▶ Exercise:
Output must match the data below exactly from its first line through the line that contains "use crate::domain_event::Metadata;", with no other line.
┌────────
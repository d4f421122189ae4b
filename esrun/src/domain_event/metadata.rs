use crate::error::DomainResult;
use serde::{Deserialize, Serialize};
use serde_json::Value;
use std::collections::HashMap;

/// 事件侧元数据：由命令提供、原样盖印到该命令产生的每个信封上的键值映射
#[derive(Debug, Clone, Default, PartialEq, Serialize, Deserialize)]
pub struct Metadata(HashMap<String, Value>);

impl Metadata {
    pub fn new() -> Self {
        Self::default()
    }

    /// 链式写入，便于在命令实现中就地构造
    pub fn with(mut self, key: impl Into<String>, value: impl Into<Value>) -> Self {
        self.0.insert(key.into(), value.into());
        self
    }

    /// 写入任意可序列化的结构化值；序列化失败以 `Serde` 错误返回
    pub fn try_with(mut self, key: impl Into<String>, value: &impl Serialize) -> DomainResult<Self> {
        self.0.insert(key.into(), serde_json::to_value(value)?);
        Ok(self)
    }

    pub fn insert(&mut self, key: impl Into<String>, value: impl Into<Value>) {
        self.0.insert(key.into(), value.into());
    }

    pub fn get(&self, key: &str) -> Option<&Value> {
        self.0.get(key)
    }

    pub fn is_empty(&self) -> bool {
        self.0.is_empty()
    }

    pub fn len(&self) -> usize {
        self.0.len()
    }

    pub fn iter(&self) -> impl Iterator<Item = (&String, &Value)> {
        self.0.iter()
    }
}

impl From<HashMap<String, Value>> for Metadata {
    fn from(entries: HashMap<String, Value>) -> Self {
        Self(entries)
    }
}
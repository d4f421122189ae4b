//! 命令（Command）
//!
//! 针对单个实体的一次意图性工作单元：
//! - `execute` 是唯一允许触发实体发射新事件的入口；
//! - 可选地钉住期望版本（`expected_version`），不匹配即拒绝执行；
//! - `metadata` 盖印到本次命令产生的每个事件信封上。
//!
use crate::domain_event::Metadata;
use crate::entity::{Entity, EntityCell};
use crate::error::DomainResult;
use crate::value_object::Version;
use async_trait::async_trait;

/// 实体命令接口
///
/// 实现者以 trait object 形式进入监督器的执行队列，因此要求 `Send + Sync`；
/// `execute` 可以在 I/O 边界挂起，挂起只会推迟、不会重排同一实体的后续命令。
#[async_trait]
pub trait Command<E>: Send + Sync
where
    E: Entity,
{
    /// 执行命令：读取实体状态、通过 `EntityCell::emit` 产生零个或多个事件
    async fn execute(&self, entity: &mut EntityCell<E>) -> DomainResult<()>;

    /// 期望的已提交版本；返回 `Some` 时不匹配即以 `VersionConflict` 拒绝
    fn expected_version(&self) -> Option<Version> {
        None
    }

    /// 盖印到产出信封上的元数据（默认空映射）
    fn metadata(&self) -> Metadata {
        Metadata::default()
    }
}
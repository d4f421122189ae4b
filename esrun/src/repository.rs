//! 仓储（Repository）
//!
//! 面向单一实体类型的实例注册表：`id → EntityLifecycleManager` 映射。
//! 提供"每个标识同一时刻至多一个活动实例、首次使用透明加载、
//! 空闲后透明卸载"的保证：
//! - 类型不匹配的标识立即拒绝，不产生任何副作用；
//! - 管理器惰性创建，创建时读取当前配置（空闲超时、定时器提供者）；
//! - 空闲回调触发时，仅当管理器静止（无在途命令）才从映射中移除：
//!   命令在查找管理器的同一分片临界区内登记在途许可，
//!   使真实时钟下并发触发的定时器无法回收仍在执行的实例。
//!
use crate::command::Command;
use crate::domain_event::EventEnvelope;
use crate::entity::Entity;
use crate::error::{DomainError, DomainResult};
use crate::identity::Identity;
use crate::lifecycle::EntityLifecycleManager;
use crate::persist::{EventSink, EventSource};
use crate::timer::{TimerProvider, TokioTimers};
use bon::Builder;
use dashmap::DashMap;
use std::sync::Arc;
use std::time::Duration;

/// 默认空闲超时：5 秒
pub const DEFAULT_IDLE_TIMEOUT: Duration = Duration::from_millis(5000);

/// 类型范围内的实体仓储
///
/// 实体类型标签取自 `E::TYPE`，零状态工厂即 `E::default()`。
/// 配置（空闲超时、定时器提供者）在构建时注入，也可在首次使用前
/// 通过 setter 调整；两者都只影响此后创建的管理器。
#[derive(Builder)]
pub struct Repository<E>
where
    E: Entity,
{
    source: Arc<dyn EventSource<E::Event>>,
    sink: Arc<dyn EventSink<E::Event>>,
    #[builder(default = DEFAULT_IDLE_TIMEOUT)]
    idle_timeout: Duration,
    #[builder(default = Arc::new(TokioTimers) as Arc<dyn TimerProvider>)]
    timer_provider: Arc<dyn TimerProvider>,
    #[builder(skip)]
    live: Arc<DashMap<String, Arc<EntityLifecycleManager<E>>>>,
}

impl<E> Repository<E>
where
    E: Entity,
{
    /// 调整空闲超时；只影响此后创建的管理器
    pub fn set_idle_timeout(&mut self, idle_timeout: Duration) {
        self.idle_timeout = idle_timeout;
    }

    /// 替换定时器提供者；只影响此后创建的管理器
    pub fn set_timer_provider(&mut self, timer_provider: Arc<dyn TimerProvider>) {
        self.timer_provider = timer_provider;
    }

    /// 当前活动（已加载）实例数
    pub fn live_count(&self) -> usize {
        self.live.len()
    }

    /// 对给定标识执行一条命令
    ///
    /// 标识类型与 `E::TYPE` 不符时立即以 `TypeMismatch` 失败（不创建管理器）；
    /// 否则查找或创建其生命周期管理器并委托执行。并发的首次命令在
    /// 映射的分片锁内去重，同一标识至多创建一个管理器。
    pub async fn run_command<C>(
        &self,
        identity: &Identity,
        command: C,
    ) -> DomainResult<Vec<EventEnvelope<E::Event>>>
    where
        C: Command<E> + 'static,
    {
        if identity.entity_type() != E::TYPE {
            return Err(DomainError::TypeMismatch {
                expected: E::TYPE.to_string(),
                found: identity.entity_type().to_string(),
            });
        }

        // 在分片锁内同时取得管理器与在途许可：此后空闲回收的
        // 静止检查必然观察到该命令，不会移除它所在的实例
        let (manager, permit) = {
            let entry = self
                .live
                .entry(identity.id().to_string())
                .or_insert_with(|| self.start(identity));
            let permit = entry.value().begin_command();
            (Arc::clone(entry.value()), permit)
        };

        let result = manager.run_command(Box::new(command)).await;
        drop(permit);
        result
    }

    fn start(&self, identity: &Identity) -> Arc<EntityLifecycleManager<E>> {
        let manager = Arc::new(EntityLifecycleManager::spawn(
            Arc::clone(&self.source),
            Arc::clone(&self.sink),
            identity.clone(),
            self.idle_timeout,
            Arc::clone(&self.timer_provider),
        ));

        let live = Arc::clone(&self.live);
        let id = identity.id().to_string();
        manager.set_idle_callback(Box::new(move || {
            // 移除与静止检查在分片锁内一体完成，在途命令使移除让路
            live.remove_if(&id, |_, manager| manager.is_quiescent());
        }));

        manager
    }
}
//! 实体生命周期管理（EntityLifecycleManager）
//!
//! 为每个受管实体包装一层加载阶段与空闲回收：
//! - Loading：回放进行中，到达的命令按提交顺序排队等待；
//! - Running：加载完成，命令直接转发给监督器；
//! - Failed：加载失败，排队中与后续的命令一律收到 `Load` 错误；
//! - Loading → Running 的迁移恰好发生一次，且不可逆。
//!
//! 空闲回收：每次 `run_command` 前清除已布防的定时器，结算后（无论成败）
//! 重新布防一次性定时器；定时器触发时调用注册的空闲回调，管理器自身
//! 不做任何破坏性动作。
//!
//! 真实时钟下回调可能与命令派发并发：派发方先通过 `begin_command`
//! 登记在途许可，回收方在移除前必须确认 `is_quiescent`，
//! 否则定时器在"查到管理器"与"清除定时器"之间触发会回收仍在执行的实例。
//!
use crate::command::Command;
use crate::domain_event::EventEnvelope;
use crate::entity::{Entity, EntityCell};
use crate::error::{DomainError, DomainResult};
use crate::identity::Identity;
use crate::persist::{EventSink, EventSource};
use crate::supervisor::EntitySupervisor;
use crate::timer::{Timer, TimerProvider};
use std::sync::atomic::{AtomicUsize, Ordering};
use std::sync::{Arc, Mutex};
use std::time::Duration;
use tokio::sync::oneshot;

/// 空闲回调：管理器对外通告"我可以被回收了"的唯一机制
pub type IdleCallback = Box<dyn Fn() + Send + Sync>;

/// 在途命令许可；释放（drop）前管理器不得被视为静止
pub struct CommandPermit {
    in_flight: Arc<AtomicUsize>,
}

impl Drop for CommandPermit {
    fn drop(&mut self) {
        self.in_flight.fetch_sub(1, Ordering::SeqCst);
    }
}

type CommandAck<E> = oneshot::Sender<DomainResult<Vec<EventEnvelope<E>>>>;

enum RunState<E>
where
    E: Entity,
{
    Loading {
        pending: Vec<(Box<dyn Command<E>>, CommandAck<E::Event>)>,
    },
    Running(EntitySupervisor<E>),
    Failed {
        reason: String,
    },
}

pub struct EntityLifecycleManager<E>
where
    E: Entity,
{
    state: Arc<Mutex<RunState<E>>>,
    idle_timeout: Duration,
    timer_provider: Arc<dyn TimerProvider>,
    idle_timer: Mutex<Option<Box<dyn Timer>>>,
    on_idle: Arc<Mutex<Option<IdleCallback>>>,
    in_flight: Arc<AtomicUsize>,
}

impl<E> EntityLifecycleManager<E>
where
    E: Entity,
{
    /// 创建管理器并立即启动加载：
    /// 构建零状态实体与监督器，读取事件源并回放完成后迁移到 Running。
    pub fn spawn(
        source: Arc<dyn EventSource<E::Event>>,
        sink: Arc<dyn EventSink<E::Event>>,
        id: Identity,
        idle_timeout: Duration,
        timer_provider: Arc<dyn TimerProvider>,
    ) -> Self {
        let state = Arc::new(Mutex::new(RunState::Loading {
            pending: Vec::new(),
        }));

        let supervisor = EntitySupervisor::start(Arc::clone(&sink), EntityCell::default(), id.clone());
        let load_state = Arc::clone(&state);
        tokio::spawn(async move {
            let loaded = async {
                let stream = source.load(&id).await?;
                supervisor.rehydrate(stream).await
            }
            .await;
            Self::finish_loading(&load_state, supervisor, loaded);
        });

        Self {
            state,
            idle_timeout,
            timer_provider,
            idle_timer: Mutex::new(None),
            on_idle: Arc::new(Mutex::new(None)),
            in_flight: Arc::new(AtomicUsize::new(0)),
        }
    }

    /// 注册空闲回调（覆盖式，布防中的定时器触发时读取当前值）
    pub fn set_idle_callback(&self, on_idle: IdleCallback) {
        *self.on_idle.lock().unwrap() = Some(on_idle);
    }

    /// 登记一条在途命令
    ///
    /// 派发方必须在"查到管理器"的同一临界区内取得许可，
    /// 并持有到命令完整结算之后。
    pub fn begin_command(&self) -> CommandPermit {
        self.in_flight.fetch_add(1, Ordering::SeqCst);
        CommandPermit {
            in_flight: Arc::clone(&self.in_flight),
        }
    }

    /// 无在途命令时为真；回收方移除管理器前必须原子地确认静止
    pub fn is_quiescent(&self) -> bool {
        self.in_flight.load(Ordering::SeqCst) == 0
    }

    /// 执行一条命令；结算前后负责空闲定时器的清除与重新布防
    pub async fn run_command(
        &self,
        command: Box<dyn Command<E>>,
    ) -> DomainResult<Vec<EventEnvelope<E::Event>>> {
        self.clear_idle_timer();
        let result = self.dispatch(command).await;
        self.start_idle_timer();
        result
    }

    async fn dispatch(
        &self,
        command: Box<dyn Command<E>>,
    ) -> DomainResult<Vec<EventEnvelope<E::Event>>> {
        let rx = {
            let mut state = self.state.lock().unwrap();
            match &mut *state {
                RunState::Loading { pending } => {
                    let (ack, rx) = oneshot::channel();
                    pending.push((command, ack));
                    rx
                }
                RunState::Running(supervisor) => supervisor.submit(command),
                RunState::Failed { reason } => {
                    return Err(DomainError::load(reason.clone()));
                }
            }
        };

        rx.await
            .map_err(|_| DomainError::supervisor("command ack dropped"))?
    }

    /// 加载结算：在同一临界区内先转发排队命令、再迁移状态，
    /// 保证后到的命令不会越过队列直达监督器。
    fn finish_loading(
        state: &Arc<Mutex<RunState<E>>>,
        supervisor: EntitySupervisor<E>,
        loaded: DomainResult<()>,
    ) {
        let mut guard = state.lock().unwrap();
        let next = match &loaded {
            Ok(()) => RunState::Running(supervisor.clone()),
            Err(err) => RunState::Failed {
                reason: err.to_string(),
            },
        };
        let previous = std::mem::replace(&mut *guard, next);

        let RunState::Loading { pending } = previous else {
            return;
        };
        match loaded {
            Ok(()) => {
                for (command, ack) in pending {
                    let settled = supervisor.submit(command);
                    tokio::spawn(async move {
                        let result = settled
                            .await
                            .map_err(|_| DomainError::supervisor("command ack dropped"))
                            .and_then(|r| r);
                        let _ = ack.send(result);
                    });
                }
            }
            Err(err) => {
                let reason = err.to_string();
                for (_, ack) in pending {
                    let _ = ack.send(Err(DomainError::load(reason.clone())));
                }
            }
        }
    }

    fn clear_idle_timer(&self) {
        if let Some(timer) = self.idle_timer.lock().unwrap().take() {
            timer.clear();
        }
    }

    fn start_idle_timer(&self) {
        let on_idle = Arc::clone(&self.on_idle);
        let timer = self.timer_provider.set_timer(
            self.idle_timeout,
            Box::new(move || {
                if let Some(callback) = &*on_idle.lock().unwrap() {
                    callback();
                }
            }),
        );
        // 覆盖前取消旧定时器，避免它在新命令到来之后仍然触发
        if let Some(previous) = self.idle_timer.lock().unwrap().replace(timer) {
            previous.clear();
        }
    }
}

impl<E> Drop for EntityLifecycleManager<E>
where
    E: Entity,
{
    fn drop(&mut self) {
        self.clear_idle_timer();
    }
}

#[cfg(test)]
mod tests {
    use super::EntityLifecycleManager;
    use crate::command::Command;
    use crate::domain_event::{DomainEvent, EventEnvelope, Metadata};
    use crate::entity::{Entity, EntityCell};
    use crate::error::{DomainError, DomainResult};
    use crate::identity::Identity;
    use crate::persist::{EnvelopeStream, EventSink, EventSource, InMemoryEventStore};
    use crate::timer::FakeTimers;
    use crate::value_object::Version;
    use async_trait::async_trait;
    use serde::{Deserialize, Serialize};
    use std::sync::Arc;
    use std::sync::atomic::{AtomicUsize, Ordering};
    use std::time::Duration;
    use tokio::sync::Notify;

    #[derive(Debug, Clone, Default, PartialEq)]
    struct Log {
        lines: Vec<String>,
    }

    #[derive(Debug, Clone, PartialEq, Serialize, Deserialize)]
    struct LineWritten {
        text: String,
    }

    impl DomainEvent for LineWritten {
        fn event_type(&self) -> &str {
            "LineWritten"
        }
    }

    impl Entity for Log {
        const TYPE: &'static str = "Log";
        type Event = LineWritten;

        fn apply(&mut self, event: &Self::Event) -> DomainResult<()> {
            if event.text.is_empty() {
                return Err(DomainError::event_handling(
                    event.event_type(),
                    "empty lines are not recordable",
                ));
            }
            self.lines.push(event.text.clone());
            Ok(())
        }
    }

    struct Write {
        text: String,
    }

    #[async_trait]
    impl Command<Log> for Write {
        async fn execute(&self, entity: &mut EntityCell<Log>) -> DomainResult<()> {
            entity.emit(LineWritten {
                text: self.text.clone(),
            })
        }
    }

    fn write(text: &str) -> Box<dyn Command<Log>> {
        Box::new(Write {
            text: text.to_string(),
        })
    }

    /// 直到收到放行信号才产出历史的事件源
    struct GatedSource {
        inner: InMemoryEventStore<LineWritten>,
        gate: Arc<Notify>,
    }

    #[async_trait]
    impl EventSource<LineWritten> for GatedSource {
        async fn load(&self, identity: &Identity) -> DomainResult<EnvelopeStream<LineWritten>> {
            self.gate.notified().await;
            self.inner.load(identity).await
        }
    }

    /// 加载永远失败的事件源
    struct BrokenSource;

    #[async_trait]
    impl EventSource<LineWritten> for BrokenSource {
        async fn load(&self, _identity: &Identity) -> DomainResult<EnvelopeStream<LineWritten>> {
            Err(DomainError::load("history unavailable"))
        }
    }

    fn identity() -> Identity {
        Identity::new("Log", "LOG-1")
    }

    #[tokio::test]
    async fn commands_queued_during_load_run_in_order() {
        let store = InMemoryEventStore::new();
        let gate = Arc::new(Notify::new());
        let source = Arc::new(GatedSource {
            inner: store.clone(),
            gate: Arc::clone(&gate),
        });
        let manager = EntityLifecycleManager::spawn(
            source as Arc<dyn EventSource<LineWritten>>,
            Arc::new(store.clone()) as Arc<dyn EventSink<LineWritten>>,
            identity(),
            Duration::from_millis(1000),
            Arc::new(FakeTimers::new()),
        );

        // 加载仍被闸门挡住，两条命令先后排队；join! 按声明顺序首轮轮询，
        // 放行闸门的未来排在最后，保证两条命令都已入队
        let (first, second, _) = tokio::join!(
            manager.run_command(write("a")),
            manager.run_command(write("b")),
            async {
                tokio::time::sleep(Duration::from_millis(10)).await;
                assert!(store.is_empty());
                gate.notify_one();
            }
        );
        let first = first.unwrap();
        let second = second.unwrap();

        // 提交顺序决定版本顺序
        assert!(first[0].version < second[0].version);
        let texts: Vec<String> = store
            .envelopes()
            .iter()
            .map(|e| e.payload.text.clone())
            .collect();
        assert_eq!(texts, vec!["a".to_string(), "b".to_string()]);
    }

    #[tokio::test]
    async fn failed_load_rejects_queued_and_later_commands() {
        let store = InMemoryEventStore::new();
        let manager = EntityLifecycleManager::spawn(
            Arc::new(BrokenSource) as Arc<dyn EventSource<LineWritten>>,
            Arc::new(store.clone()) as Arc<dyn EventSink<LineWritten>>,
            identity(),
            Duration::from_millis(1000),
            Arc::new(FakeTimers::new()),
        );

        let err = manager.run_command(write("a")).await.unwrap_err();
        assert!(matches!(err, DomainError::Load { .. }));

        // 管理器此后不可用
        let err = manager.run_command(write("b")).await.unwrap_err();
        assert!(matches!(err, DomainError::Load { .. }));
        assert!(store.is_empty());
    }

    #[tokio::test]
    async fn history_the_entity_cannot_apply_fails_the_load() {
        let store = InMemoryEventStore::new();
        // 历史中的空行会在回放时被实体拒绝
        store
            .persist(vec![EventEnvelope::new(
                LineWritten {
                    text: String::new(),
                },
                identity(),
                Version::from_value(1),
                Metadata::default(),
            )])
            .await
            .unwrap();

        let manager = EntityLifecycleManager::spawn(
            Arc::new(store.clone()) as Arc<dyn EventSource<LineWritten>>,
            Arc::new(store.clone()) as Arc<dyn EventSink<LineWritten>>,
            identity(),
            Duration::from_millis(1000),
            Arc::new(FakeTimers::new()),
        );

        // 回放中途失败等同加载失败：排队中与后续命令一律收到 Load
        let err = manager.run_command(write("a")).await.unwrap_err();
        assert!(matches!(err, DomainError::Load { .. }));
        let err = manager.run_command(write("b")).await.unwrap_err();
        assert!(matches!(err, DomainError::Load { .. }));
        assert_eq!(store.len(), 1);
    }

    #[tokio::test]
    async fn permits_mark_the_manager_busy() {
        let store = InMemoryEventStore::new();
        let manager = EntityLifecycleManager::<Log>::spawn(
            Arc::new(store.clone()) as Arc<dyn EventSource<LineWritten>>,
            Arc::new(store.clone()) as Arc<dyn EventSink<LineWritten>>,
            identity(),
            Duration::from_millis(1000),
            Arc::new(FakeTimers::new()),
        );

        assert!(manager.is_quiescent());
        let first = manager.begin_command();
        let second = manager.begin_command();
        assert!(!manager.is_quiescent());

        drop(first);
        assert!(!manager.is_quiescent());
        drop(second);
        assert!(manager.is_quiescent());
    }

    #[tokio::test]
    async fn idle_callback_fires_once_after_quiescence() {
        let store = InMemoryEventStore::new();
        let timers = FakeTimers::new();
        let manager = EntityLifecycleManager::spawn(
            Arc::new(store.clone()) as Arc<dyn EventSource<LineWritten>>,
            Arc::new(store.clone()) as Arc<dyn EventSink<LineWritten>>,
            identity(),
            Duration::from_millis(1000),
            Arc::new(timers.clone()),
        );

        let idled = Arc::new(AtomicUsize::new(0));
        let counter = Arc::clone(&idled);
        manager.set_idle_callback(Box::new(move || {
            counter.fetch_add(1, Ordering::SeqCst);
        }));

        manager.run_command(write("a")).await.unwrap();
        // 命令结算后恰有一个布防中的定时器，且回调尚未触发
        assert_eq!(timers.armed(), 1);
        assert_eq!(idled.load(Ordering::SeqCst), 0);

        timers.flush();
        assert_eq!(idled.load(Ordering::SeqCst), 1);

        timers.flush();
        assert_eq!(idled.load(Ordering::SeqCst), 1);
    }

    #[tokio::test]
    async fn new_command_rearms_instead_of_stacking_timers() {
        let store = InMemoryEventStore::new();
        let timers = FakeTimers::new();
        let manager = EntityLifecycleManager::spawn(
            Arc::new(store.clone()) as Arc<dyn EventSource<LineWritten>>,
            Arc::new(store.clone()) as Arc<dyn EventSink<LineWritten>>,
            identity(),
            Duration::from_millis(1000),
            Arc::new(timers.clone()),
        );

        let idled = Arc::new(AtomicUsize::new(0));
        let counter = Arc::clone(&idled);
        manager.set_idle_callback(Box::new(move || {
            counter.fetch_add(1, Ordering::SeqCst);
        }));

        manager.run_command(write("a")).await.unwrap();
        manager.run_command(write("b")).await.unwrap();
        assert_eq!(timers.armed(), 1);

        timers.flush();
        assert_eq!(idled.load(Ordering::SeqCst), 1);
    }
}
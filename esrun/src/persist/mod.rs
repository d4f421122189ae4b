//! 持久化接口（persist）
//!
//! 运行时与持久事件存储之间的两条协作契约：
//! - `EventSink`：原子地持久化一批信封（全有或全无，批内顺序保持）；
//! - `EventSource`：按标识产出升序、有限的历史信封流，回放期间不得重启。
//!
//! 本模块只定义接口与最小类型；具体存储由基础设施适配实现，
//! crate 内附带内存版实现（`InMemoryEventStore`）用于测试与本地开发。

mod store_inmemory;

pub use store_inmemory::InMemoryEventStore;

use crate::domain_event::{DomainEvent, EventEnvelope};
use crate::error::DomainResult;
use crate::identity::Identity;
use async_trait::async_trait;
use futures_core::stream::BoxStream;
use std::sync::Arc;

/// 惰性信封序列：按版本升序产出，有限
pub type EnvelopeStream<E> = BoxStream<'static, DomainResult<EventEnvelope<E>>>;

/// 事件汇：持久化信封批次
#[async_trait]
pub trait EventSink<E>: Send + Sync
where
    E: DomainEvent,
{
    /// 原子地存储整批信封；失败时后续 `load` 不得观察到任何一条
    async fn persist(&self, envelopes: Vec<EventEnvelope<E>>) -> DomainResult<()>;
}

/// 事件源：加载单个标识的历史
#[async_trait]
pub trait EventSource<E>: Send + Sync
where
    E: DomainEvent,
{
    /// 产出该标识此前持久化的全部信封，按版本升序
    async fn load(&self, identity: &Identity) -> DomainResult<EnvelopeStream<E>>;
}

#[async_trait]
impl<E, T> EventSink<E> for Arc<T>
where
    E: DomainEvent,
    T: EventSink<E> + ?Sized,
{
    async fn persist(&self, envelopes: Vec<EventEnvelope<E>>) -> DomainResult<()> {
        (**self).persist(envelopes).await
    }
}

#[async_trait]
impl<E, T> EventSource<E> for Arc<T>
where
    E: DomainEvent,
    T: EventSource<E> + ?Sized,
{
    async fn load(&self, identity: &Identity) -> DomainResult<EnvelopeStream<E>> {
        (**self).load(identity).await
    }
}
└────────
▶ Written response:
repository d4f421122189ae4b
filename esrun/src/domain_event/metadata.rs
use crate::error::DomainResult;
use serde::{Deserialize, Serialize};
use serde_json::Value;
use std::collections::HashMap;

/// 事件侧元数据：由命令提供、原样盖印到该命令产生的每个信封上的键值映射
#[derive(Debug, Clone, Default, PartialEq, Serialize, Deserialize)]
pub struct Metadata(HashMap<String, Value>);

impl Metadata {
    pub fn new() -> Self {
        Self::default()
    }

    /// 链式写入，便于在命令实现中就地构造
    pub fn with(mut self, key: impl Into<String>, value: impl Into<Value>) -> Self {
        self.0.insert(key.into(), value.into());
        self
    }

    /// 写入任意可序列化的结构化值；序列化失败以 `Serde` 错误返回
    pub fn try_with(mut self, key: impl Into<String>, value: &impl Serialize) -> DomainResult<Self> {
        self.0.insert(key.into(), serde_json::to_value(value)?);
        Ok(self)
    }

    pub fn insert(&mut self, key: impl Into<String>, value: impl Into<Value>) {
        self.0.insert(key.into(), value.into());
    }

    pub fn get(&self, key: &str) -> Option<&Value> {
        self.0.get(key)
    }

    pub fn is_empty(&self) -> bool {
        self.0.is_empty()
    }

    pub fn len(&self) -> usize {
        self.0.len()
    }

    pub fn iter(&self) -> impl Iterator<Item = (&String, &Value)> {
        self.0.iter()
    }
}

impl From<HashMap<String, Value>> for Metadata {
    fn from(entries: HashMap<String, Value>) -> Self {
        Self(entries)
    }
}
repository d4f421122189ae4b
//! 命令（Command）
//!
//! 针对单个实体的一次意图性工作单元：
//! - `execute` 是唯一允许触发实体发射新事件的入口；
//! - 可选地钉住期望版本（`expected_version`），不匹配即拒绝执行；
//! - `metadata` 盖印到本次命令产生的每个事件信封上。
//!
use crate::domain_event::Metadata;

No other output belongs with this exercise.